Dear Grace Farms Foundation Community:
As an organization deeply committed to ending modern-day slavery and gender-based violence, we stand together against systemic racism and white supremacy in all its forms, and we bear witness to those giving testimony that Black Lives Matter. With our community, we are committed to remain active in the struggle and to fight this injustice together.
Among us are essential workers, small business owners, artists, survivors of human trafficking, theologians, architects, stay-at-home parents, environmentalists, scholars, teachers, students, business and non-profit professionals, military veterans, law enforcement, volunteers, government officials, and representatives of many other sectors. We are inextricably linked.
As we search for solutions and prepare to take action, what has been revealed more clearly than ever is that it is through community, with grace, love and humility, that we will persevere in our efforts to dismantle systemic racism. We stand in solidarity with those fighting for their very right to live, and to be free citizens. We decry the loss of precious human lives and share in the grief of all who are mourning Breonna Taylor, Ahmaud Arbery, George Floyd, and too many others, as well as the countless acts of racist violence against black people.
Historically, we recognize that for more than 400 years, a system of legal subjugation and economic exploitation of African peoples and their descendants has been built up, resulting not only in centuries of bondage and the ongoing legacies of gross inequality, but concurrently contributing to the wealth and prosperity of this nation.
Grace Farms, by design and with intention, brings together a diverse range of people who are committed to advancing good in the world. Our mission, and challenge, is to promote flourishing life and initiate more grace and peace in the world by addressing pressing humanitarian issues. We cannot imagine such a vision without also endeavoring to continue to address and dismantle systemic racism.
Through our Justice Initiative, we work to stamp out the persistence of modern manifestations of involuntary servitude. We are mindful of the many women and men—Black Americans and their allies—who fought for freedom and equality, and the right to vote, often to see the gains of a generation undercut by evasion, backlash, and terror. The struggle continues.
One year after we opened in 2015, we began a Race & American Memory series to examine ways in which Americans comprehend and recall national history, with various touch points related to race, its construction, and its sustained impact on American identity. Dr. Ibram X. Kendi during a presentation at Grace Farms in 2017 reminded us that “the true source of racist ideas are racist policies… [and] if we get rid of the racist policies, we will get rid of the racist ideas.” We encourage you to access the complete lecture, which is available on our website as well as a list of resources for those seeking to understand the histories of racism in the United States.
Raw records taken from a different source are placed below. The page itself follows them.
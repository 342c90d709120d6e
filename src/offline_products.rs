//! Offline-first product reads for the checkout screen.
//!
//! Cache first. On a cache miss the first read of the session may trigger a
//! catalog sync; after that the admin dashboard is asked directly, and if
//! that fails too a cache filled in the meantime is served as a degraded
//! fallback.

use base64::engine::general_purpose::STANDARD as BASE64_STANDARD;
use base64::Engine as _;
use chrono::Utc;
use serde::Serialize;
use std::sync::atomic::{AtomicBool, Ordering};
use std::sync::Arc;
use tracing::{info, warn};

use crate::api::{CatalogProduct, PosApi};
use crate::catalog::{self, ProductQuery, LEGACY_CATEGORY_PREFIX};
use crate::db::DbState;
use crate::error::{ApiError, Result};
use crate::models::{CachedCategory, CachedImage, CachedProduct};
use crate::network::Connectivity;
use crate::product_sync::{ProductSyncService, ERR_OFFLINE};

#[derive(Debug, Clone, Copy, PartialEq, Eq, Serialize)]
#[serde(rename_all = "kebab-case")]
pub enum ListingSource {
    Cache,
    Network,
    /// Network read failed; cached data from an earlier sync was served.
    DegradedCache,
}

#[derive(Debug, Clone, PartialEq, Serialize)]
#[serde(rename_all = "camelCase")]
pub struct OfflineProduct {
    #[serde(flatten)]
    pub product: CachedProduct,
    /// `data:` URL of the cached image, when there is one.
    pub cached_image_url: Option<String>,
}

#[derive(Debug, Clone, PartialEq, Serialize)]
#[serde(rename_all = "camelCase")]
pub struct ProductListing {
    pub products: Vec<OfflineProduct>,
    pub source: ListingSource,
}

impl ProductListing {
    pub fn is_using_cache(&self) -> bool {
        self.source != ListingSource::Network
    }
}

/// Cached image as a `data:<mime>;base64,...` URL.
pub fn image_data_url(image: &CachedImage) -> String {
    format!(
        "data:{};base64,{}",
        image.mime_type,
        BASE64_STANDARD.encode(&image.data)
    )
}

fn from_network(product: CatalogProduct) -> OfflineProduct {
    OfflineProduct {
        product: CachedProduct {
            id: product.id,
            name: product.name,
            sku: product.sku,
            unit_price: product.unit_price,
            marked_price: product.marked_price,
            current_stock: product.current_stock,
            unit: product.unit,
            category: product.category,
            category_id: product.category_id,
            image_url: product.image_url,
            barcode: product.barcode,
            has_local_image: false,
            last_synced_at: Utc::now(),
        },
        cached_image_url: None,
    }
}

pub struct OfflineProducts {
    db: Arc<DbState>,
    api: Arc<dyn PosApi>,
    sync: Arc<ProductSyncService>,
    network: Connectivity,
    auto_sync: bool,
    auto_sync_triggered: AtomicBool,
}

impl OfflineProducts {
    pub fn new(
        db: Arc<DbState>,
        api: Arc<dyn PosApi>,
        sync: Arc<ProductSyncService>,
        network: Connectivity,
        auto_sync: bool,
    ) -> Self {
        Self {
            db,
            api,
            sync,
            network,
            auto_sync,
            auto_sync_triggered: AtomicBool::new(false),
        }
    }

    pub async fn list(&self, query: &ProductQuery) -> Result<ProductListing> {
        if catalog::has_cached_data(&self.db)? {
            return self.from_cache(query, ListingSource::Cache);
        }

        // At most one automatic catalog sync per session.
        if self.auto_sync
            && self.network.is_online()
            && !self.auto_sync_triggered.swap(true, Ordering::SeqCst)
        {
            info!("No cached products; syncing catalog for offline use");
            let result = self.sync.sync_all().await;
            if result.success {
                info!(products = result.products_count, "catalog synced for offline use");
                if catalog::has_cached_data(&self.db)? {
                    return self.from_cache(query, ListingSource::Cache);
                }
            } else if let Some(error) = &result.error {
                warn!(error = %error, "automatic catalog sync failed");
            }
        }

        match self.from_network(query).await {
            Ok(listing) => Ok(listing),
            Err(e) => {
                if catalog::has_cached_data(&self.db)? {
                    warn!(error = %e, "product listing failed; using offline product data");
                    self.from_cache(&ProductQuery::default(), ListingSource::DegradedCache)
                } else {
                    Err(e.into())
                }
            }
        }
    }

    fn from_cache(&self, query: &ProductQuery, source: ListingSource) -> Result<ProductListing> {
        let products = catalog::get_products(&self.db, query)?
            .into_iter()
            .map(|product| {
                let cached_image_url = if product.has_local_image {
                    self.cached_image_url(&product.id)?
                } else {
                    None
                };
                Ok(OfflineProduct {
                    product,
                    cached_image_url,
                })
            })
            .collect::<Result<Vec<_>>>()?;
        Ok(ProductListing { products, source })
    }

    async fn from_network(
        &self,
        query: &ProductQuery,
    ) -> std::result::Result<ProductListing, ApiError> {
        if !self.network.is_online() {
            return Err(ApiError::Network(ERR_OFFLINE.into()));
        }
        let category = query.category_id.as_deref().filter(|c| !c.is_empty());
        let legacy_name = category.and_then(|c| c.strip_prefix(LEGACY_CATEGORY_PREFIX));
        let server_category = if legacy_name.is_some() { None } else { category };

        let products = self
            .api
            .list_products(query.search.as_deref(), server_category)
            .await?
            .into_iter()
            .filter(|p| match legacy_name {
                Some(name) => p.category.as_deref() == Some(name),
                None => true,
            })
            .map(from_network)
            .collect();
        Ok(ProductListing {
            products,
            source: ListingSource::Network,
        })
    }

    pub fn get_categories(&self) -> Result<Vec<CachedCategory>> {
        catalog::get_categories(&self.db)
    }

    pub fn cached_image_url(&self, product_id: &str) -> Result<Option<String>> {
        Ok(catalog::get_image(&self.db, product_id)?.map(|image| image_data_url(&image)))
    }
}
impl ProductSyncService {
    pub fn new(
        db: Arc<DbState>,
        api: Arc<dyn PosApi>,
        network: Connectivity,
        image_concurrency: usize,
    ) -> Self {
        let (progress_tx, _) = broadcast::channel(PROGRESS_CHANNEL_CAPACITY);
        Self {
            db,
            api,
            network,
            image_concurrency: image_concurrency.max(1),
            syncing: AtomicBool::new(false),
            current: Mutex::new(SyncProgress::default()),
            progress_tx,
        }
    }

    pub fn is_sync_in_progress(&self) -> bool {
        self.syncing.load(Ordering::SeqCst)
    }

    pub fn progress(&self) -> SyncProgress {
        self.current
            .lock()
            .map(|p| p.clone())
            .unwrap_or_default()
    }

    /// Every progress change from now on.
    pub fn subscribe(&self) -> broadcast::Receiver<SyncProgress> {
        self.progress_tx.subscribe()
    }

    fn update_progress<F>(&self, f: F)
    where
        F: FnOnce(&mut SyncProgress),
    {
        let snapshot = match self.current.lock() {
            Ok(mut progress) => {
                f(&mut progress);
                progress.clone()
            }
            Err(_) => return,
        };
        let _ = self.progress_tx.send(snapshot);
    }

    // -----------------------------------------------------------------------
    // Full sync
    // -----------------------------------------------------------------------

    pub async fn sync_all(&self) -> CatalogSyncResult {
        if self
            .syncing
            .compare_exchange(false, true, Ordering::SeqCst, Ordering::SeqCst)
            .is_err()
        {
            return CatalogSyncResult::failed(ERR_ALREADY_SYNCING);
        }
        let _syncing = Syncing(&self.syncing);

        if !self.network.is_online() {
            return CatalogSyncResult::failed(ERR_OFFLINE);
        }

        // A finished run settles back to idle before the next one starts.
        if matches!(self.progress().phase, SyncPhase::Complete | SyncPhase::Error) {
            self.update_progress(|p| *p = SyncProgress::default());
        }
        self.update_progress(|p| {
            *p = SyncProgress {
                phase: SyncPhase::Fetching,
                ..Default::default()
            }
        });

        match self.run().await {
            Ok(result) => {
                self.update_progress(|p| p.phase = SyncPhase::Complete);
                info!(
                    products = result.products_count,
                    categories = result.categories_count,
                    images = result.images_count,
                    "catalog sync complete"
                );
                result
            }
            Err(e) => {
                let message = e.to_string();
                warn!(error = %message, "catalog sync failed");
                self.update_progress(|p| {
                    p.phase = SyncPhase::Error;
                    p.error = Some(message.clone());
                });
                CatalogSyncResult::failed(message)
            }
        }
    }

    async fn run(&self) -> Result<CatalogSyncResult> {
        let snapshot = self.api.fetch_catalog().await?;
        let total = snapshot.products.len() as u64;
        self.update_progress(|p| p.total_products = total);

        catalog::replace_catalog(&self.db, &snapshot.products)?;
        let synced_at = snapshot.synced_at.unwrap_or_else(now_ms);
        catalog::set_last_sync_time(&self.db, synced_at)?;

        let images: Vec<(String, String)> = snapshot
            .products
            .iter()
            .filter_map(|p| {
                p.image_url
                    .as_deref()
                    .filter(|url| !url.trim().is_empty())
                    .map(|url| (p.id.clone(), url.to_string()))
            })
            .collect();
        let total_images = images.len() as u64;
        self.update_progress(|p| {
            p.synced_products = total;
            p.phase = SyncPhase::CachingImages;
            p.total_images = total_images;
            p.cached_images = 0;
        });

        let cached = self.cache_images(images).await;
        let stats = catalog::stats(&self.db)?;
        Ok(CatalogSyncResult {
            success: true,
            products_count: total,
            categories_count: stats.categories_count,
            images_count: cached,
            error: None,
        })
    }

    /// Download images with at most `image_concurrency` requests in flight.
    /// Failures are logged and skipped. Returns how many were stored.
    async fn cache_images(&self, images: Vec<(String, String)>) -> u64 {
        let mut queue = images.into_iter();
        let mut in_flight: JoinSet<ImageFetch> = JoinSet::new();
        let mut cached = 0u64;

        let spawn_next = |set: &mut JoinSet<ImageFetch>, next: Option<(String, String)>| {
            if let Some((product_id, url)) = next {
                let api = self.api.clone();
                set.spawn(async move {
                    let blob = api.fetch_image(&url).await;
                    (product_id, url, blob)
                });
            }
        };
        for _ in 0..self.image_concurrency {
            spawn_next(&mut in_flight, queue.next());
        }

        while let Some(joined) = in_flight.join_next().await {
            spawn_next(&mut in_flight, queue.next());
            let (product_id, url, blob) = match joined {
                Ok(done) => done,
                Err(e) => {
                    warn!(error = %e, "image download task failed");
                    continue;
                }
            };
            let stored = blob.map_err(crate::error::SyncError::from).and_then(|blob| {
                catalog::upsert_image(&self.db, &product_id, &blob.mime_type, &blob.data)
            });
            match stored {
                Ok(()) => {
                    cached += 1;
                    self.update_progress(|p| p.cached_images = cached);
                }
                Err(e) => debug!(product_id = %product_id, url = %url, error = %e, "image skipped"),
            }
        }
        cached
    }

    // -----------------------------------------------------------------------
    // Cache management
    // -----------------------------------------------------------------------

    /// Wipe every cached product, category and image and reset progress.
    pub fn clear_cache(&self) -> Result<()> {
        catalog::clear(&self.db)?;
        self.update_progress(|p| *p = SyncProgress::default());
        Ok(())
    }

    pub fn stats(&self) -> Result<CacheStats> {
        catalog::stats(&self.db)
    }

    pub fn last_sync_time(&self) -> Result<Option<chrono::DateTime<chrono::Utc>>> {
        catalog::last_sync_time(&self.db)
    }

    pub fn has_cached_data(&self) -> Result<bool> {
        catalog::has_cached_data(&self.db)
    }

    /// Products with an image URL but no cached image (`product id -> URL`).
    pub fn missing_images(&self) -> Result<HashMap<String, String>> {
        let mut sources = catalog::image_sources(&self.db)?;
        sources.retain(|product_id, _| {
            matches!(catalog::get_image(&self.db, product_id), Ok(None))
        });
        Ok(sources)
    }
}
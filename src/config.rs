//! Deployment configuration for the sync engine.
//!
//! Layered: built-in defaults, then rows in `local_settings` under the
//! `sync` category, then `POS_SYNC_*` environment variables.

use std::time::Duration;
use tracing::warn;

use crate::db::{self, DbState};
use crate::error::{Result, SyncError};

pub const SETTINGS_CATEGORY: &str = "sync";

#[derive(Debug, Clone, PartialEq)]
pub struct SyncConfig {
    /// Transient failures allowed before a transaction is permanently failed.
    pub max_retries: u32,
    pub backoff_base: Duration,
    pub backoff_max: Duration,
    /// Periodic drain trigger.
    pub drain_interval: Duration,
    pub connectivity_interval: Duration,
    /// A `syncing` record untouched for this long belongs to a dead drain.
    pub stale_syncing_after: Duration,
    /// Parallel image downloads during a catalog sync.
    pub image_concurrency: usize,
    pub request_timeout: Duration,
}

impl Default for SyncConfig {
    fn default() -> Self {
        Self {
            max_retries: 3,
            backoff_base: Duration::from_secs(1),
            backoff_max: Duration::from_secs(60),
            drain_interval: Duration::from_secs(5),
            connectivity_interval: Duration::from_secs(15),
            stale_syncing_after: Duration::from_secs(5 * 60),
            image_concurrency: 5,
            request_timeout: Duration::from_secs(30),
        }
    }
}

/// Setting keys, shared by `local_settings` (as-is) and the environment
/// (upper-cased, prefixed with `POS_SYNC_`).
const KEY_MAX_RETRIES: &str = "max_retries";
const KEY_BACKOFF_BASE_MS: &str = "backoff_base_ms";
const KEY_BACKOFF_MAX_MS: &str = "backoff_max_ms";
const KEY_DRAIN_INTERVAL_SECS: &str = "drain_interval_secs";
const KEY_CONNECTIVITY_INTERVAL_SECS: &str = "connectivity_interval_secs";
const KEY_STALE_SYNCING_SECS: &str = "stale_syncing_secs";
const KEY_IMAGE_CONCURRENCY: &str = "image_concurrency";
const KEY_REQUEST_TIMEOUT_SECS: &str = "request_timeout_secs";

fn env_name(key: &str) -> String {
    format!("POS_SYNC_{}", key.to_ascii_uppercase())
}

fn parse_u64(key: &str, raw: &str) -> Result<u64> {
    raw.trim()
        .parse::<u64>()
        .map_err(|_| SyncError::Config(format!("{key}: expected a non-negative integer, got {raw:?}")))
}

impl SyncConfig {
    /// Delay before retry number `retry_count` (1-based) becomes eligible:
    /// `base * 2^(retry_count - 1)`, capped at `backoff_max`.
    pub fn backoff_for(&self, retry_count: u32) -> Duration {
        let exponent = retry_count.saturating_sub(1).min(20);
        self.backoff_base
            .saturating_mul(1u32 << exponent)
            .min(self.backoff_max)
    }

    /// Overlay one `key = value` pair.
    fn apply(&mut self, key: &str, raw: &str) -> Result<()> {
        match key {
            KEY_MAX_RETRIES => {
                self.max_retries = u32::try_from(parse_u64(key, raw)?)
                    .map_err(|_| SyncError::Config(format!("{key}: out of range")))?;
            }
            KEY_BACKOFF_BASE_MS => self.backoff_base = Duration::from_millis(parse_u64(key, raw)?),
            KEY_BACKOFF_MAX_MS => self.backoff_max = Duration::from_millis(parse_u64(key, raw)?),
            KEY_DRAIN_INTERVAL_SECS => {
                self.drain_interval = Duration::from_secs(parse_u64(key, raw)?)
            }
            KEY_CONNECTIVITY_INTERVAL_SECS => {
                self.connectivity_interval = Duration::from_secs(parse_u64(key, raw)?)
            }
            KEY_STALE_SYNCING_SECS => {
                self.stale_syncing_after = Duration::from_secs(parse_u64(key, raw)?)
            }
            KEY_IMAGE_CONCURRENCY => self.image_concurrency = parse_u64(key, raw)? as usize,
            KEY_REQUEST_TIMEOUT_SECS => {
                self.request_timeout = Duration::from_secs(parse_u64(key, raw)?)
            }
            other => return Err(SyncError::Config(format!("unknown sync setting: {other}"))),
        }
        Ok(())
    }

    const KEYS: [&'static str; 8] = [
        KEY_MAX_RETRIES,
        KEY_BACKOFF_BASE_MS,
        KEY_BACKOFF_MAX_MS,
        KEY_DRAIN_INTERVAL_SECS,
        KEY_CONNECTIVITY_INTERVAL_SECS,
        KEY_STALE_SYNCING_SECS,
        KEY_IMAGE_CONCURRENCY,
        KEY_REQUEST_TIMEOUT_SECS,
    ];

    /// Overlay values found by `lookup`. Malformed values are logged and
    /// skipped so one bad row cannot keep the daemon from starting.
    fn overlay<F>(mut self, source: &str, lookup: F) -> Self
    where
        F: Fn(&str) -> Option<String>,
    {
        for key in Self::KEYS {
            if let Some(raw) = lookup(key) {
                if let Err(e) = self.apply(key, &raw) {
                    warn!(source, error = %e, "ignoring sync setting");
                }
            }
        }
        self
    }

    fn validated(mut self) -> Self {
        if self.image_concurrency == 0 {
            self.image_concurrency = 1;
        }
        if self.drain_interval.is_zero() {
            self.drain_interval = Duration::from_secs(1);
        }
        if self.connectivity_interval.is_zero() {
            self.connectivity_interval = Duration::from_secs(1);
        }
        if self.backoff_max < self.backoff_base {
            self.backoff_max = self.backoff_base;
        }
        self
    }

    /// Defaults, then `local_settings`, then the process environment.
    pub fn load(db: &DbState) -> Result<Self> {
        let conn = db.lock()?;
        let config = Self::default()
            .overlay("local_settings", |key| {
                db::get_setting(&conn, SETTINGS_CATEGORY, key)
            })
            .overlay("environment", |key| std::env::var(env_name(key)).ok());
        Ok(config.validated())
    }

    /// Persist one setting for this deployment after checking it parses.
    pub fn save_setting(db: &DbState, key: &str, value: &str) -> Result<()> {
        Self::default().apply(key, value)?;
        let conn = db.lock()?;
        db::set_setting(&conn, SETTINGS_CATEGORY, key, value.trim())
    }
}
//! Terminal credentials in the OS credential store.
//!
//! On Windows this uses DPAPI (via the `keyring` crate), on macOS Keychain,
//! and on Linux the Secret Service API. Headless deployments without a
//! keyring daemon can supply the same values through `POS_ADMIN_URL`,
//! `POS_API_KEY` and `POS_TERMINAL_ID`.

use base64::engine::general_purpose::STANDARD as BASE64_STANDARD;
use base64::Engine as _;
use keyring::Entry;
use serde::Deserialize;
use tracing::{info, warn};

use crate::api::normalize_admin_url;
use crate::error::{Result, SyncError};

const SERVICE_NAME: &str = "pos-offline-sync";

pub const KEY_ADMIN_URL: &str = "admin_dashboard_url";
pub const KEY_TERMINAL_ID: &str = "terminal_id";
pub const KEY_API_KEY: &str = "pos_api_key";

const ALL_KEYS: &[&str] = &[KEY_ADMIN_URL, KEY_TERMINAL_ID, KEY_API_KEY];

const ENV_ADMIN_URL: &str = "POS_ADMIN_URL";
const ENV_API_KEY: &str = "POS_API_KEY";
const ENV_TERMINAL_ID: &str = "POS_TERMINAL_ID";

/// Everything needed to authenticate against the admin dashboard.
#[derive(Clone, PartialEq, Eq)]
pub struct Credentials {
    pub admin_url: String,
    pub api_key: String,
    pub terminal_id: String,
}

impl std::fmt::Debug for Credentials {
    fn fmt(&self, f: &mut std::fmt::Formatter<'_>) -> std::fmt::Result {
        f.debug_struct("Credentials")
            .field("admin_url", &self.admin_url)
            .field("api_key", &"<redacted>")
            .field("terminal_id", &self.terminal_id)
            .finish()
    }
}

// ---------------------------------------------------------------------------
// Low-level helpers
// ---------------------------------------------------------------------------

/// Retrieve a single credential from the OS keyring. Returns `None` when the
/// entry does not exist or the platform store is unavailable.
pub fn get_credential(key: &str) -> Option<String> {
    let entry = match Entry::new(SERVICE_NAME, key) {
        Ok(e) => e,
        Err(e) => {
            warn!(key, error = %e, "keyring: failed to create entry");
            return None;
        }
    };
    match entry.get_password() {
        Ok(pw) => Some(pw),
        Err(keyring::Error::NoEntry) => None,
        Err(e) => {
            warn!(key, error = %e, "keyring: failed to read credential");
            None
        }
    }
}

pub fn set_credential(key: &str, value: &str) -> Result<()> {
    let entry =
        Entry::new(SERVICE_NAME, key).map_err(|e| SyncError::Config(format!("keyring: {e}")))?;
    entry
        .set_password(value)
        .map_err(|e| SyncError::Config(format!("keyring: {e}")))
}

/// Silently succeeds if the entry does not exist.
pub fn delete_credential(key: &str) -> Result<()> {
    let entry =
        Entry::new(SERVICE_NAME, key).map_err(|e| SyncError::Config(format!("keyring: {e}")))?;
    match entry.delete_credential() {
        Ok(()) | Err(keyring::Error::NoEntry) => Ok(()),
        Err(e) => Err(SyncError::Config(format!("keyring: {e}"))),
    }
}

// ---------------------------------------------------------------------------
// Connection strings
// ---------------------------------------------------------------------------

/// Onboarding hands terminals a single opaque string: JSON (plain or
/// url-safe base64) with the admin URL, API key and terminal id.
#[derive(Debug, Deserialize)]
struct ConnectionString {
    #[serde(default)]
    url: Option<String>,
    #[serde(default)]
    key: Option<String>,
    #[serde(default, alias = "terminalId")]
    tid: Option<String>,
}

fn decode_connection_string(raw: &str) -> Option<ConnectionString> {
    let compact: String = raw.chars().filter(|c| !c.is_whitespace()).collect();
    if compact.starts_with('{') {
        return serde_json::from_str(&compact).ok();
    }
    if compact.len() < 20 {
        return None;
    }
    let standard = compact.replace('-', "+").replace('_', "/");
    let padding = (4 - standard.len() % 4) % 4;
    let decoded = BASE64_STANDARD
        .decode(format!("{standard}{}", "=".repeat(padding)))
        .ok()?;
    serde_json::from_slice(&decoded).ok()
}

/// Expand an API key that is really a connection string. Values decoded
/// from the string win over separately configured ones.
fn expand(mut creds: PartialCredentials) -> PartialCredentials {
    let Some(raw) = creds.api_key.clone() else {
        return creds;
    };
    let Some(decoded) = decode_connection_string(&raw) else {
        return creds;
    };
    let non_empty = |v: Option<String>| v.map(|s| s.trim().to_string()).filter(|s| !s.is_empty());

    if let Some(key) = non_empty(decoded.key) {
        creds.api_key = Some(key);
    }
    if let Some(tid) = non_empty(decoded.tid) {
        if let Some(existing) = creds.terminal_id.as_deref().filter(|t| *t != tid) {
            warn!(
                stored_terminal_id = existing,
                decoded_terminal_id = %tid,
                "terminal_id mismatch, preferring the connection string"
            );
        }
        creds.terminal_id = Some(tid);
    }
    if let Some(url) = non_empty(decoded.url) {
        creds.admin_url = Some(url);
    }
    creds
}

#[derive(Debug, Default)]
struct PartialCredentials {
    admin_url: Option<String>,
    api_key: Option<String>,
    terminal_id: Option<String>,
}

// ---------------------------------------------------------------------------
// High-level API
// ---------------------------------------------------------------------------

/// Resolve credentials from `primary` (the keyring) falling back to
/// `fallback` (the environment) per key.
fn resolve_with<P, F>(primary: P, fallback: F) -> Result<Credentials>
where
    P: Fn(&str) -> Option<String>,
    F: Fn(&str) -> Option<String>,
{
    let pick = |key: &str, env: &str| {
        primary(key)
            .or_else(|| fallback(env))
            .map(|v| v.trim().to_string())
            .filter(|v| !v.is_empty())
    };
    let creds = expand(PartialCredentials {
        admin_url: pick(KEY_ADMIN_URL, ENV_ADMIN_URL),
        api_key: pick(KEY_API_KEY, ENV_API_KEY),
        terminal_id: pick(KEY_TERMINAL_ID, ENV_TERMINAL_ID),
    });

    let missing = |name: &str| SyncError::NotConfigured(format!("missing {name}"));
    Ok(Credentials {
        admin_url: normalize_admin_url(&creds.admin_url.ok_or_else(|| missing(KEY_ADMIN_URL))?),
        api_key: creds.api_key.ok_or_else(|| missing(KEY_API_KEY))?,
        terminal_id: creds.terminal_id.ok_or_else(|| missing(KEY_TERMINAL_ID))?,
    })
}

/// Load terminal credentials: keyring first, then environment variables.
pub fn load_credentials() -> Result<Credentials> {
    resolve_with(get_credential, |name| std::env::var(name).ok())
}

/// The terminal is configured when all three credentials resolve.
pub fn is_configured() -> bool {
    load_credentials().is_ok()
}

/// Persist credentials (a connection string is accepted as the API key).
pub fn save_credentials(
    admin_url: Option<&str>,
    api_key: &str,
    terminal_id: Option<&str>,
) -> Result<()> {
    let creds = expand(PartialCredentials {
        admin_url: admin_url.map(str::to_string),
        api_key: Some(api_key.trim().to_string()).filter(|k| !k.is_empty()),
        terminal_id: terminal_id.map(str::to_string),
    });

    let api_key = creds
        .api_key
        .ok_or_else(|| SyncError::Config("Missing required field: apiKey".into()))?;
    let terminal_id = creds
        .terminal_id
        .ok_or_else(|| SyncError::Config("Missing required field: terminalId".into()))?;

    set_credential(KEY_API_KEY, &api_key)?;
    set_credential(KEY_TERMINAL_ID, &terminal_id)?;
    if let Some(url) = creds.admin_url {
        set_credential(KEY_ADMIN_URL, &normalize_admin_url(&url))?;
    }
    info!(terminal_id = %terminal_id, "terminal credentials updated");
    Ok(())
}

/// Delete every stored credential.
pub fn factory_reset() -> Result<()> {
    info!("performing factory reset, deleting all credentials");
    for key in ALL_KEYS {
        delete_credential(key)?;
    }
    Ok(())
}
We are also a place that brings together the public, private and government sectors to advance good. We commit to helping government and law enforcement be more sensitized to the issues of race through training and public advocacy.
We invite you as a community to join us as we strengthen our commitment to work on eradicating systemic racism, to work towards mutuality, peace and justice. And — when we are able to reopen Grace Farms and emerge from the COVID-19 pandemic — to continue to be a hopeful, restorative place of grace and peace.